● **EXERCISE REQUIREMENTS**
Emit an exact copy of the lines running from the start of the records to the line containing "member or expense.", both included.

● **MATERIALS PROVIDED**
- Opening Delimiter -

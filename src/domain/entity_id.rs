//! Server-generated entity identifiers.
//!
//! [`EntityId`] wraps the opaque string key used for groups, members and
//! expenses. Freshly minted ids are UUID v4 strings, but ids arriving on the
//! path are accepted verbatim since the store treats them as plain text.

use std::fmt;

use serde::{Deserialize, Serialize};

/// Opaque identifier for a group, member or expense.
#[derive(Debug, Clone, PartialEq, Eq, Hash, Serialize, Deserialize)]
#[serde(transparent)]
pub struct EntityId(String);

impl EntityId {
    /// Mints a new random identifier (UUID v4, hyphenated).
    #[must_use]
    pub fn generate() -> Self {
        Self(uuid::Uuid::new_v4().to_string())
    }

    /// Returns the identifier as a string slice.
    #[must_use]
    pub fn as_str(&self) -> &str {
        &self.0
    }

    /// Consumes the wrapper, returning the inner string.
    #[must_use]
    pub fn into_inner(self) -> String {
        self.0
    }
}

impl fmt::Display for EntityId {
    fn fmt(&self, f: &mut fmt::Formatter<'_>) -> fmt::Result {
        f.write_str(&self.0)
    }
}

impl From<String> for EntityId {
    fn from(s: String) -> Self {
        Self(s)
    }
}

impl From<&str> for EntityId {
    fn from(s: &str) -> Self {
        Self(s.to_string())
    }
}
#[cfg(test)]
mod tests {
    use super::*;

    fn statement(text: &str) -> SqlStatement {
        SqlStatement {
            text: text.to_string(),
            line: 1,
        }
    }

    fn create_table(text: &str, dialect: SourceDialect) -> RawTable {
        match classify(&statement(text), dialect).unwrap() {
            DumpStatement::CreateTable(table) => table,
            other => panic!("expected CREATE TABLE, got {other:?}"),
        }
    }

    #[test]
    fn test_mysql_create_table_with_keys_and_options() {
        let table = create_table(
            "CREATE TABLE `users` (
  `id` int(11) unsigned NOT NULL AUTO_INCREMENT,
  `email` varchar(255) CHARACTER SET latin1 NOT NULL COMMENT 'login, unique',
  `status` enum('active','banned') DEFAULT 'active',
  `bio` text,
  PRIMARY KEY (`id`),
  UNIQUE KEY `uniq_email` (`email`),
  KEY `idx_status_email` (`status`,`email`(10)),
  CONSTRAINT `fk_x` FOREIGN KEY (`id`) REFERENCES `other` (`id`)
) ENGINE=InnoDB AUTO_INCREMENT=42 DEFAULT CHARSET=utf8mb4 COLLATE=utf8mb4_unicode_ci COMMENT='App users'",
            SourceDialect::Mysql,
        );

        assert_eq!(table.name, "users");
        assert_eq!(table.columns.len(), 4);
        assert!(table.columns[0].auto_increment);
        assert!(!table.columns[0].nullable);
        assert_eq!(table.columns[1].comment.as_deref(), Some("login, unique"));
        assert_eq!(table.columns[1].collation.as_deref(), Some("latin1"));
        assert_eq!(table.columns[2].default_value.as_deref(), Some("'active'"));
        assert!(table.columns[3].nullable);

        assert_eq!(table.indexes.len(), 3);
        assert!(table.indexes[0].primary);
        assert_eq!(table.indexes[0].columns, vec!["id"]);
        assert_eq!(table.indexes[1].name, "uniq_email");
        assert!(table.indexes[1].unique);
        assert_eq!(table.indexes[2].columns, vec!["status", "email"]);

        assert_eq!(table.engine.as_deref(), Some("InnoDB"));
        assert_eq!(table.collation.as_deref(), Some("utf8mb4_unicode_ci"));
        assert_eq!(table.comment.as_deref(), Some("App users"));
    }

    #[test]
    fn test_postgres_create_table_inline_primary_key() {
        let table = create_table(
            "CREATE TABLE public.orders (
    id bigserial PRIMARY KEY,
    total numeric(12,2) NOT NULL,
    placed_at timestamp with time zone DEFAULT now(),
    CONSTRAINT orders_total_check CHECK (total >= 0)
)",
            SourceDialect::Postgres,
        );

        assert_eq!(table.name, "orders");
        assert!(table.columns[0].auto_increment);
        assert_eq!(table.indexes[0].columns, vec!["id"]);
        assert!(table.indexes[0].primary);
        assert!(table.columns[2].data_type.to_lowercase().contains("time zone"));
    }

    #[test]
    fn test_mssql_create_table_with_clustered_primary_key() {
        let table = create_table(
            "CREATE TABLE [dbo].[customers](
	[id] [int] IDENTITY(1,1) NOT NULL,
	[name] [nvarchar](100) COLLATE SQL_Latin1_General_CP1_CI_AS NULL,
 CONSTRAINT [PK_customers] PRIMARY KEY CLUSTERED
(
	[id] ASC
)WITH (PAD_INDEX = OFF, STATISTICS_NORECOMPUTE = OFF) ON [PRIMARY]
) ON [PRIMARY]",
            SourceDialect::Mssql,
        );

        assert_eq!(table.name, "customers");
        assert!(table.columns[0].auto_increment);
        assert_eq!(table.indexes.len(), 1);
        assert_eq!(table.indexes[0].name, "PK_customers");
        assert_eq!(table.indexes[0].columns, vec!["id"]);
        assert_eq!(
            table.columns[1].collation.as_deref(),
            Some("SQL_Latin1_General_CP1_CI_AS")
        );
    }

    #[test]
    fn test_mysql_backslash_escaped_quote_in_comment() {
        let table = create_table(
            r"CREATE TABLE `notes` (
  `id` int NOT NULL,
  `body` text COMMENT 'it\'s (really) fine, ok',
  PRIMARY KEY (`id`)
) ENGINE=InnoDB",
            SourceDialect::Mysql,
        );
        assert_eq!(table.columns.len(), 2);
        assert_eq!(table.columns[1].name, "body");
        assert!(table.columns[1].comment.as_deref().is_some_and(|c| c.contains("(really) fine")));
        assert!(table.indexes[0].primary);
    }

    #[test]
    fn test_backslash_is_literal_outside_mysql() {
        let text = r"('C:\', x)";
        assert_eq!(matching_paren(text, 0, DialectFamily::Postgres), Some(text.len() - 1));
        assert_eq!(split_top_level(r"'C:\', x", DialectFamily::Postgres).len(), 2);
        assert_eq!(split_top_level(r"'a\', b', c", DialectFamily::Mysql).len(), 2);
    }

    #[test]
    fn test_malformed_create_table_is_skipped() {
        let result = classify(
            &statement("CREATE TABLE broken (id INT,, name"),
            SourceDialect::Mysql,
        )
        .unwrap();
        assert!(matches!(result, DumpStatement::Skipped(_)));
    }

    #[test]
    fn test_zero_column_table_is_parse_error() {
        let err = classify(&statement("CREATE TABLE empty_t ()"), SourceDialect::Postgres)
            .unwrap_err();
        assert!(matches!(err, AnalyzerError::Parse(_)));
    }

    #[test]
    fn test_create_table_as_select_is_skipped() {
        let result = classify(
            &statement("CREATE TABLE t2 AS SELECT * FROM t1"),
            SourceDialect::Postgres,
        )
        .unwrap();
        assert!(matches!(result, DumpStatement::Skipped(_)));
    }

    #[test]
    fn test_alter_table_actions() {
        let result = classify(
            &statement(
                "ALTER TABLE `users` ADD PRIMARY KEY (`id`), ADD UNIQUE KEY `uniq_email` (`email`), ADD KEY `idx_name` (`name`), MODIFY `id` int(11) NOT NULL AUTO_INCREMENT",
            ),
            SourceDialect::Mysql,
        )
        .unwrap();

        let DumpStatement::AlterTable { table, actions } = result else {
            panic!("expected ALTER TABLE");
        };
        assert_eq!(table, "users");
        assert_eq!(actions.len(), 4);
        assert!(matches!(&actions[0], AlterAction::AddIndex(i) if i.primary && i.columns == vec!["id"]));
        assert!(matches!(&actions[1], AlterAction::AddIndex(i) if i.unique && i.name == "uniq_email"));
        assert!(matches!(&actions[2], AlterAction::AddIndex(i) if !i.unique && i.name == "idx_name"));
        assert!(matches!(&actions[3], AlterAction::MarkAutoIncrement(c) if c == "id"));
    }

    #[test]
    fn test_postgres_alter_constraint_and_default() {
        let result = classify(
            &statement("ALTER TABLE ONLY public.users ADD CONSTRAINT users_pkey PRIMARY KEY (id)"),
            SourceDialect::Postgres,
        )
        .unwrap();
        let DumpStatement::AlterTable { actions, .. } = result else {
            panic!("expected ALTER TABLE");
        };
        assert!(matches!(&actions[0], AlterAction::AddIndex(i) if i.name == "users_pkey"));

        let result = classify(
            &statement(
                "ALTER TABLE ONLY public.users ALTER COLUMN id SET DEFAULT nextval('public.users_id_seq'::regclass)",
            ),
            SourceDialect::Postgres,
        )
        .unwrap();
        let DumpStatement::AlterTable { actions, .. } = result else {
            panic!("expected ALTER TABLE");
        };
        assert!(matches!(&actions[0], AlterAction::SetDefault { column, value } if column == "id" && value.starts_with("nextval")));

        let result = classify(
            &statement("ALTER TABLE public.users OWNER TO postgres"),
            SourceDialect::Postgres,
        )
        .unwrap();
        assert!(matches!(result, DumpStatement::Ignored));
    }

    #[test]
    fn test_create_index_and_expression_index() {
        let result = classify(
            &statement("CREATE UNIQUE INDEX users_email_idx ON public.users USING btree (email)"),
            SourceDialect::Postgres,
        )
        .unwrap();
        let DumpStatement::CreateIndex { table, index } = result else {
            panic!("expected CREATE INDEX");
        };
        assert_eq!(table, "users");
        assert!(index.unique);
        assert_eq!(index.columns, vec!["email"]);

        let result = classify(
            &statement("CREATE INDEX users_lower_email ON users (lower(email))"),
            SourceDialect::Postgres,
        )
        .unwrap();
        assert!(matches!(result, DumpStatement::Ignored));
    }

    #[test]
    fn test_views_objects_and_database_names() {
        let view = classify(
            &statement("CREATE ALGORITHM=UNDEFINED DEFINER=`root`@`localhost` SQL SECURITY DEFINER VIEW `active_users` AS select 1 AS `id`"),
            SourceDialect::Mysql,
        )
        .unwrap();
        assert!(matches!(view, DumpStatement::CreateView(name) if name == "active_users"));

        let trigger = classify(
            &statement("CREATE TRIGGER audit_users AFTER INSERT ON public.users FOR EACH ROW EXECUTE FUNCTION audit()"),
            SourceDialect::Postgres,
        )
        .unwrap();
        assert!(matches!(
            trigger,
            DumpStatement::Object(SchemaObject { kind: ObjectKind::Trigger, ref name, table: Some(ref t) })
                if name == "audit_users" && t == "users"
        ));

        let extension = classify(
            &statement("CREATE EXTENSION IF NOT EXISTS postgis WITH SCHEMA public"),
            SourceDialect::Postgres,
        )
        .unwrap();
        assert!(matches!(extension, DumpStatement::Object(SchemaObject { kind: ObjectKind::Extension, .. })));

        let database = classify(&statement("USE `shop`"), SourceDialect::Mysql).unwrap();
        assert!(matches!(database, DumpStatement::Database { name, from_use: true } if name == "shop"));
    }

    #[test]
    fn test_comment_on_column() {
        let result = classify(
            &statement("COMMENT ON COLUMN public.users.email IS 'Primary contact, it''s unique'"),
            SourceDialect::Postgres,
        )
        .unwrap();
        assert!(matches!(
            result,
            DumpStatement::Comment { table, column: Some(column), text: Some(text) }
                if table == "users" && column == "email" && text == "Primary contact, it's unique"
        ));
    }

    #[test]
    fn test_housekeeping_and_garbage() {
        for sql in [
            "SET NAMES utf8mb4",
            "DROP TABLE IF EXISTS `users`",
            "LOCK TABLES `users` WRITE",
            "INSERT INTO t VALUES (1)",
            "CREATE SCHEMA sales",
        ] {
            assert!(matches!(
                classify(&statement(sql), SourceDialect::Mysql).unwrap(),
                DumpStatement::Ignored
            ));
        }

        let garbage = classify(&statement("THIS IS NOT SQL AT ALL"), SourceDialect::Mysql).unwrap();
        assert!(matches!(garbage, DumpStatement::Skipped(_)));
    }

    #[test]
    fn test_qualified_names() {
        assert_eq!(
            split_qualified("[dbo].[Order Details]", SourceDialect::Mssql),
            vec!["dbo", "Order Details"]
        );
        assert_eq!(table_name("\"sales\".\"orders\"", SourceDialect::Postgres), "sales.orders");
        assert_eq!(table_name("`shop`.`orders`", SourceDialect::Mysql), "orders");
        assert_eq!(table_name("DBO.orders", SourceDialect::Mssql), "orders");
    }
}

- Closing Delimiter -

● **TASK SOLUTION**
filename src/domain/entity_id.rs
//! Server-generated entity identifiers.
//!
//! [`EntityId`] wraps the opaque string key used for groups, members and
//! expenses. Freshly minted ids are UUID v4 strings, but ids arriving on the
//! path are accepted verbatim since the store treats them as plain text.

use std::fmt;

use serde::{Deserialize, Serialize};

/// Opaque identifier for a group, member or expense.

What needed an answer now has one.